Это его умение сосредоточиваться на человеке, на его вопросе, ситуации, хотя бы ненадолго, но целиком, хотелось бы отметить особо. В тот приезд в 1994 г., несмотря на занятость, усталость и еще предстоящую на следующий день нервотрепку с министром (который во время встречи двух слов связать не мог без шпаргалок референта) – при всей этой нагрузке, он запросто принял приглашение нашего приходского старосты-храмостроителя С.И. Стеклова приехать в пригород Таллинна – г. Маарду, взглянуть на его детище: только-только возведенный наш приходской храм во имя Архистратига Божия Михаила. Казалось бы, он что, строящихся церквей не видел? До того ли ему было? Оказалось, что до того.
Я помню, как он ходил по территории, осматривал, находившийся в цокольном этаже, малюсенький нижний придел, освященный в честь прп. Серафима Саровского, где мы служили в то время, поднимался в тогда еще, по-моему, заставленный лесами большой верхний храм, как искренне радовался, ощупывая дубовые двери главного входа, хваля и здание за его величественность, и нашего старосту за основательный подход к делу. А потом он отправился к нему домой, где обратил внимание на его среднего сына, тогда весьма непростого юношу, и в разговоре с ним нашел очень точные для того момента, добрые, проникновенные слова.

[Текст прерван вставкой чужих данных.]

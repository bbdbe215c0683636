/// Orchestrator retry-machine tests with injected session and strategy
/// doubles. No browser is involved.
use seoul_place_scraper::browser::BrowserError;
use seoul_place_scraper::models::{PlaceRecord, ScrapeStatus};
use seoul_place_scraper::orchestrator::{Orchestrator, PlaceStrategy, RetryPolicy, SessionFactory};
use std::sync::atomic::{AtomicUsize, Ordering};
use std::sync::{Arc, Mutex};

struct FakeSession;

/// Counts acquisitions and releases; optionally fails every acquire
#[derive(Clone, Default)]
struct CountingFactory {
    acquired: Arc<AtomicUsize>,
    released: Arc<AtomicUsize>,
    refuse_launch: bool,
}

impl CountingFactory {
    fn refusing() -> Self {
        Self {
            refuse_launch: true,
            ..Self::default()
        }
    }
}

impl SessionFactory for CountingFactory {
    type Session = FakeSession;

    fn acquire(&self) -> Result<FakeSession, BrowserError> {
        if self.refuse_launch {
            return Err(BrowserError::InitializationError(
                "no usable chrome binary".to_string(),
            ));
        }
        self.acquired.fetch_add(1, Ordering::SeqCst);
        Ok(FakeSession)
    }

    fn release(&self, _session: FakeSession) {
        self.released.fetch_add(1, Ordering::SeqCst);
    }
}

/// Plays back a scripted result per attempt; empty-handed once the
/// script runs out
#[derive(Clone)]
struct ScriptedStrategy {
    script: Arc<Mutex<Vec<Result<Vec<PlaceRecord>, BrowserError>>>>,
}

impl ScriptedStrategy {
    fn new(script: Vec<Result<Vec<PlaceRecord>, BrowserError>>) -> Self {
        Self {
            script: Arc::new(Mutex::new(script)),
        }
    }
}

impl PlaceStrategy<FakeSession> for ScriptedStrategy {
    fn execute(&self, _session: &FakeSession) -> Result<Vec<PlaceRecord>, BrowserError> {
        let mut script = self.script.lock().unwrap();
        if script.is_empty() {
            Ok(Vec::new())
        } else {
            script.remove(0)
        }
    }
}

fn place(id: &str) -> PlaceRecord {
    PlaceRecord {
        identifier: id.to_string(),
        name: format!("장소 {}", id),
        description: "스크랩한 설명 텍스트가 여기에 들어간다.".to_string(),
        address: "서울특별시 중구".to_string(),
        coordinate: None,
    }
}

/// Millisecond backoff so retry tests stay fast
fn fast_policy() -> RetryPolicy {
    RetryPolicy {
        max_attempts: 2,
        backoff_base_millis: 1,
    }
}

#[test]
fn empty_first_attempt_is_retried_and_second_list_returned() {
    let factory = CountingFactory::default();
    let strategy = ScriptedStrategy::new(vec![
        Ok(Vec::new()),
        Ok(vec![place("KOP1"), place("KOP2")]),
    ]);
    let orchestrator = Orchestrator::with_policy(factory.clone(), strategy, fast_policy());

    let outcome = orchestrator.scrape();

    assert_eq!(outcome.status, ScrapeStatus::Completed);
    assert_eq!(outcome.attempts, 2);
    assert_eq!(outcome.places.len(), 2);
    assert_eq!(outcome.places[0].identifier, "KOP1");

    // One session per attempt, each released exactly once
    assert_eq!(factory.acquired.load(Ordering::SeqCst), 2);
    assert_eq!(factory.released.load(Ordering::SeqCst), 2);
}

#[test]
fn first_attempt_success_needs_no_retry() {
    let factory = CountingFactory::default();
    let strategy = ScriptedStrategy::new(vec![Ok(vec![place("KOP9")])]);
    let orchestrator = Orchestrator::with_policy(factory.clone(), strategy, fast_policy());

    let outcome = orchestrator.scrape();

    assert_eq!(outcome.status, ScrapeStatus::Completed);
    assert_eq!(outcome.attempts, 1);
    assert_eq!(factory.released.load(Ordering::SeqCst), 1);
}

#[test]
fn always_empty_strategy_exhausts_quietly() {
    let factory = CountingFactory::default();
    let strategy = ScriptedStrategy::new(vec![]);
    let orchestrator = Orchestrator::with_policy(factory.clone(), strategy, fast_policy());

    let outcome = orchestrator.scrape();

    assert_eq!(outcome.attempts, 2);
    assert!(outcome.places.is_empty());
    assert_eq!(outcome.status, ScrapeStatus::Empty);
    assert_eq!(factory.released.load(Ordering::SeqCst), 2);
}

#[test]
fn failing_strategy_exhausts_the_budget() {
    let factory = CountingFactory::default();
    let strategy = ScriptedStrategy::new(vec![
        Err(BrowserError::NavigationError("listing timeout".to_string())),
        Err(BrowserError::Timeout("category page".to_string())),
    ]);
    let orchestrator = Orchestrator::with_policy(factory.clone(), strategy, fast_policy());

    let outcome = orchestrator.scrape();

    assert_eq!(outcome.status, ScrapeStatus::Exhausted);
    assert!(outcome.places.is_empty());
    // Sessions were still torn down after both failed attempts
    assert_eq!(factory.released.load(Ordering::SeqCst), 2);
}

#[test]
fn launch_failures_count_against_the_budget() {
    let factory = CountingFactory::refusing();
    let strategy = ScriptedStrategy::new(vec![Ok(vec![place("KOP1")])]);
    let orchestrator = Orchestrator::with_policy(factory.clone(), strategy, fast_policy());

    let outcome = orchestrator.scrape();

    assert_eq!(outcome.status, ScrapeStatus::Exhausted);
    assert_eq!(outcome.attempts, 2);
    // Nothing acquired, so nothing to release
    assert_eq!(factory.acquired.load(Ordering::SeqCst), 0);
    assert_eq!(factory.released.load(Ordering::SeqCst), 0);
}

#[test]
fn results_are_rebuilt_per_attempt_not_merged() {
    let factory = CountingFactory::default();
    let strategy = ScriptedStrategy::new(vec![
        Err(BrowserError::NavigationError("first attempt dies".to_string())),
        Ok(vec![place("KOP7")]),
    ]);
    let orchestrator = Orchestrator::with_policy(factory.clone(), strategy, fast_policy());

    let outcome = orchestrator.scrape();

    assert_eq!(outcome.status, ScrapeStatus::Completed);
    let ids: Vec<&str> = outcome
        .places
        .iter()
        .map(|p| p.identifier.as_str())
        .collect();
    assert_eq!(ids, ["KOP7"]);
}

#[tokio::test]
async fn service_reports_newly_inserted_places() {
    use seoul_place_scraper::store::{MemoryStore, PlaceStore, ScrapeService};

    let mut store = MemoryStore::new();
    store.save(&[place("KOP1")]);

    let strategy = ScriptedStrategy::new(vec![Ok(vec![place("KOP1"), place("KOP2")])]);
    let orchestrator =
        Orchestrator::with_policy(CountingFactory::default(), strategy, fast_policy());
    let mut service = ScrapeService::new(orchestrator, store);

    // KOP1 was already known, so only KOP2 counts as new
    assert_eq!(service.run_scrape().await, 1);
    assert_eq!(service.store().count(), 2);
}

#[tokio::test]
async fn startup_trigger_skips_a_populated_store() {
    use seoul_place_scraper::store::{MemoryStore, PlaceStore, ScrapeService};

    let mut store = MemoryStore::new();
    store.save(&[place("KOP1")]);

    let strategy = ScriptedStrategy::new(vec![Ok(vec![place("KOP2")])]);
    let orchestrator =
        Orchestrator::with_policy(CountingFactory::default(), strategy, fast_policy());
    let mut service = ScrapeService::new(orchestrator, store);

    assert_eq!(service.run_if_empty().await, None);
    assert_eq!(service.store().count(), 1);
}

#[tokio::test]
async fn async_wrapper_has_the_same_contract() {
    let factory = CountingFactory::default();
    let strategy = ScriptedStrategy::new(vec![Ok(Vec::new()), Ok(vec![place("KOP3")])]);
    let orchestrator = Orchestrator::with_policy(factory.clone(), strategy, fast_policy());

    let outcome = orchestrator.scrape_async().await;

    assert_eq!(outcome.status, ScrapeStatus::Completed);
    assert_eq!(outcome.attempts, 2);
    assert_eq!(factory.released.load(Ordering::SeqCst), 2);
}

Ну, и коль речь о Патриархе в моей жизни, было бы странно не упомянуть о том, что шесть лет назад он утвердил решение Общецерковного суда о снятии с меня запрета. Как и многие другие преобразования в жизни Русской Православной Церкви, направленные на ее оздоровление и, прошу не кидаться тапками, на ее рехристианизацию (насколько адекватно они осуществляются – это уже вопрос другого порядка, тут, как говорится, «учи сопромат»), само начало функционирования системы церковного суда, призванного ввести решение конфликтных ситуаций в каноническое русло – его прямая заслуга. Не было бы этой структуры – сидеть бы мне по сей день в запрете, и не факт, что я это перенес бы, не повредившись духовно или психически, как, впрочем, рисковал не выжить и физически, будучи без того весьма нездоровым человеком. Кроме того, и при положительном решении суда, Патриарх мог бы его не утвердить (и у меня до конца тогда не было уверенности, не достигнут ли своей цели, предпринятые в этом направлении усилия).
Поэтому не будет преувеличением сказать, что Патриарху нашему я обязан не только возможностью хотя бы время от времени служить, но и тем, что, милостью Божией, вообще жив.